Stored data
--- START ---

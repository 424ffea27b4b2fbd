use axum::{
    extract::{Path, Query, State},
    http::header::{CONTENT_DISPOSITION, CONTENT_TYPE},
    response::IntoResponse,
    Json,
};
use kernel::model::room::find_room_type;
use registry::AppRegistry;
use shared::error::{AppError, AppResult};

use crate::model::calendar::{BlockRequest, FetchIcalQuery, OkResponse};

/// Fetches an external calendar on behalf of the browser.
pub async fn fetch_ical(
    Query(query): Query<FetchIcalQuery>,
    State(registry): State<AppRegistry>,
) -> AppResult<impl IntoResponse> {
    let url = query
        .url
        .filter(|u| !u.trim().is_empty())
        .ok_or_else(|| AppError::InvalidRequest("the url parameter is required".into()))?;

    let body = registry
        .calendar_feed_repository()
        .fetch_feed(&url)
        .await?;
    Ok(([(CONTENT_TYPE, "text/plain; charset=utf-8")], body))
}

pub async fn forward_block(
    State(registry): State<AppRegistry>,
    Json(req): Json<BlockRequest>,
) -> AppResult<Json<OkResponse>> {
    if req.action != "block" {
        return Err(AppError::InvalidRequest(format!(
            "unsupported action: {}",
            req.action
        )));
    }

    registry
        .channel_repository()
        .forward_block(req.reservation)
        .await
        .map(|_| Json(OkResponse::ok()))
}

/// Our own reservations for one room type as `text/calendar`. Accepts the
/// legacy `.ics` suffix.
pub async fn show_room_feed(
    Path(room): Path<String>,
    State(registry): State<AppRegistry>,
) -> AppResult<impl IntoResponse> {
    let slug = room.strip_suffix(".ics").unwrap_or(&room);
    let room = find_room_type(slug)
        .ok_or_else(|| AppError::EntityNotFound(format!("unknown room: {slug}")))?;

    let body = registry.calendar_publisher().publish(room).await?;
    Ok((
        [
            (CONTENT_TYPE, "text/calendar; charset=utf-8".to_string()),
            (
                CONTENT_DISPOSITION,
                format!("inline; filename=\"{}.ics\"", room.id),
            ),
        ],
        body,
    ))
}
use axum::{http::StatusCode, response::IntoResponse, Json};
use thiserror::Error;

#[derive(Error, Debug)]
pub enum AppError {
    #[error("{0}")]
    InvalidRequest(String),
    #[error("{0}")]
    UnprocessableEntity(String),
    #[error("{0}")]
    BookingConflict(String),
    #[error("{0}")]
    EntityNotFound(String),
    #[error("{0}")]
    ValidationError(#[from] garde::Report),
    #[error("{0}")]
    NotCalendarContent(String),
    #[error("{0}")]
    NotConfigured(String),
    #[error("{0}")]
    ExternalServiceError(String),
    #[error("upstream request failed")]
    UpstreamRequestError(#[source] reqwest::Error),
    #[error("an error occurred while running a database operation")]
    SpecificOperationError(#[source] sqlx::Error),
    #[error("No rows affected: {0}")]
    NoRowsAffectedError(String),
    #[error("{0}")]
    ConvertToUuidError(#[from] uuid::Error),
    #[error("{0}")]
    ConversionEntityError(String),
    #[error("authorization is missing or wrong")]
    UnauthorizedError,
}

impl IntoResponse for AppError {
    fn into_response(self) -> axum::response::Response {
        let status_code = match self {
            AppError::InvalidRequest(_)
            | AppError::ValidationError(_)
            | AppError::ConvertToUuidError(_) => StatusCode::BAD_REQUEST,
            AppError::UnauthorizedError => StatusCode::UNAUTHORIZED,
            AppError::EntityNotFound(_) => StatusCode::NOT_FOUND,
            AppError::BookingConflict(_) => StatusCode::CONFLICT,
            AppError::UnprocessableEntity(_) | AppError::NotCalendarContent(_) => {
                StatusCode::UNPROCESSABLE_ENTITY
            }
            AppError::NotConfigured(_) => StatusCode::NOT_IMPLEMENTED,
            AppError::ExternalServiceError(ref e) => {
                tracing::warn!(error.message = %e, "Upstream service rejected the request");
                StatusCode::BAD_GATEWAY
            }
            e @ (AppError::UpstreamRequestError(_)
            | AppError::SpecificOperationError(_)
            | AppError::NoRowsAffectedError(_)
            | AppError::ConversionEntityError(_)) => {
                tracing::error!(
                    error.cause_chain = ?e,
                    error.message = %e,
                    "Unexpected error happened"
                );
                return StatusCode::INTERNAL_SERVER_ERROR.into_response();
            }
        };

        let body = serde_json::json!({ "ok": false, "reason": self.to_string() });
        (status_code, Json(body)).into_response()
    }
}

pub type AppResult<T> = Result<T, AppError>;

--- END ---
--- START ---

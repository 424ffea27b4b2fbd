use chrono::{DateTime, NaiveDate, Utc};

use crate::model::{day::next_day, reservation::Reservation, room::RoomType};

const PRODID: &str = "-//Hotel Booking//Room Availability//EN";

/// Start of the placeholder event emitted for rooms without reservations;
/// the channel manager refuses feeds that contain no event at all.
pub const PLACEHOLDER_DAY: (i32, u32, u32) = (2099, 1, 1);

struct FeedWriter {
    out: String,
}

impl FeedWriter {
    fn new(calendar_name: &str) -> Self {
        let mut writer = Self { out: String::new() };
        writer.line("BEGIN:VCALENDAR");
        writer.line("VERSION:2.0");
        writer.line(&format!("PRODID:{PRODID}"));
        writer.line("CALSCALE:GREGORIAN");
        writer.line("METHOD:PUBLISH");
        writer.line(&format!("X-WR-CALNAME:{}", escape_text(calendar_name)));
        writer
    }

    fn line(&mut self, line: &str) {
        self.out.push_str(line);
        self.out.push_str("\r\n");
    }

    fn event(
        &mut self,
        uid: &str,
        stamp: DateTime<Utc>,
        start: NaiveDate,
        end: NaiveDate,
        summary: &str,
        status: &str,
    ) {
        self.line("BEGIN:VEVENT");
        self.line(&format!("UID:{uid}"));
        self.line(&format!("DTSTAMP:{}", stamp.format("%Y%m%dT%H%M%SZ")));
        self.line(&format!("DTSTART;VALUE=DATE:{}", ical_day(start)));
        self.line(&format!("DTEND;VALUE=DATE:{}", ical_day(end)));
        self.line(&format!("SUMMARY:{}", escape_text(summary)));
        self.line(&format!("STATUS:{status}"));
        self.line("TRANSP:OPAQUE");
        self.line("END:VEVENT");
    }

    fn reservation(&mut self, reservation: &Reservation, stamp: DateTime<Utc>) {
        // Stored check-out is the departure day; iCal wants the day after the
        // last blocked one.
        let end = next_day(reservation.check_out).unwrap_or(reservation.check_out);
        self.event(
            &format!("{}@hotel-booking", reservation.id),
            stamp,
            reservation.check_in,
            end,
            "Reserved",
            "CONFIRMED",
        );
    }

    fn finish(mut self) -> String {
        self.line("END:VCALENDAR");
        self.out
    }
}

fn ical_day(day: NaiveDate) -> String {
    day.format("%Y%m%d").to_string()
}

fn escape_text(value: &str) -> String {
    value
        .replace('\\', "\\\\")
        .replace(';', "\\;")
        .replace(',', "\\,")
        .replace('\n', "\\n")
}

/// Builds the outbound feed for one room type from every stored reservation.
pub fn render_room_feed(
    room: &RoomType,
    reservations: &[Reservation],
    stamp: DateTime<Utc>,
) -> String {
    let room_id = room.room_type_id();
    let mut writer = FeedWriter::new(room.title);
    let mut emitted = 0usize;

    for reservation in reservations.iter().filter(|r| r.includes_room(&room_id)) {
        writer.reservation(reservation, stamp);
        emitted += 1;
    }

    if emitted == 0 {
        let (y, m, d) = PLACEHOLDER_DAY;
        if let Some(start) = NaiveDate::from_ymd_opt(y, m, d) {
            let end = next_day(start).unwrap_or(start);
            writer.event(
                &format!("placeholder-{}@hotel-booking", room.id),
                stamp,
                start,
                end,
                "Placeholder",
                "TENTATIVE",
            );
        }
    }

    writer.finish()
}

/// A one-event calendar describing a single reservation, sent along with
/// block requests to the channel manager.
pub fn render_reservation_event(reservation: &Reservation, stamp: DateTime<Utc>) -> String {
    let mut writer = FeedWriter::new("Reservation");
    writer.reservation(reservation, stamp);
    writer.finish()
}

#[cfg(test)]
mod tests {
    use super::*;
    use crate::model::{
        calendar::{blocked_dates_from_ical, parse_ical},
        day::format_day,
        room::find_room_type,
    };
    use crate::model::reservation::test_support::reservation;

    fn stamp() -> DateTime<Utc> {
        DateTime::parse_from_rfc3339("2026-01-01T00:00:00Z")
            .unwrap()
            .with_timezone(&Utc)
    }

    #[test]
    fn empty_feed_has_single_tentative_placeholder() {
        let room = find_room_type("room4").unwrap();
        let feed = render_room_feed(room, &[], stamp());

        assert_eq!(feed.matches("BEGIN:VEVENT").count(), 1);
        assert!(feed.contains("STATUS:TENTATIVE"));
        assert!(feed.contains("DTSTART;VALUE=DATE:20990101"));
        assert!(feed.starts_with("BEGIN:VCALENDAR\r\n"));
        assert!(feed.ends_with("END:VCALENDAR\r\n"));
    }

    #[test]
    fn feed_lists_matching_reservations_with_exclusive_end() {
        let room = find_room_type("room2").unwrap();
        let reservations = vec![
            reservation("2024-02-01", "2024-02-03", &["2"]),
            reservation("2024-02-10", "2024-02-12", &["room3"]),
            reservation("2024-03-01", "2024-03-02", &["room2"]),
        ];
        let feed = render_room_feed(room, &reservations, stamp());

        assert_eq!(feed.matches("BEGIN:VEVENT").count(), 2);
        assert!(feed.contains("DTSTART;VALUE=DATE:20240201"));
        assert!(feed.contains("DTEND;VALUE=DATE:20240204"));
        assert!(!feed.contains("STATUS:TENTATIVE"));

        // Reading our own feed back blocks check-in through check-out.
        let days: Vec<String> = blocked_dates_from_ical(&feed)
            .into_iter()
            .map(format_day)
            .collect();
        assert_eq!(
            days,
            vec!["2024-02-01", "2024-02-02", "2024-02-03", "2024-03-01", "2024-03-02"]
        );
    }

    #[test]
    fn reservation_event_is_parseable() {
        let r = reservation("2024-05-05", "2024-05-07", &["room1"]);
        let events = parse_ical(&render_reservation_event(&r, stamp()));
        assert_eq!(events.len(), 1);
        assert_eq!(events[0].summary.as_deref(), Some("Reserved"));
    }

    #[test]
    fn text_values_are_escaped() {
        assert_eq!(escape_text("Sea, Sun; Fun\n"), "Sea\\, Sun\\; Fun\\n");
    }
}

--- END ---

YOUR TASK. Look through the entries above, and wherever a line holds the string "UnauthorizedError", copy it.

OUTPUT BELOW.
    UnauthorizedError,
            AppError::UnauthorizedError => StatusCode::UNAUTHORIZED,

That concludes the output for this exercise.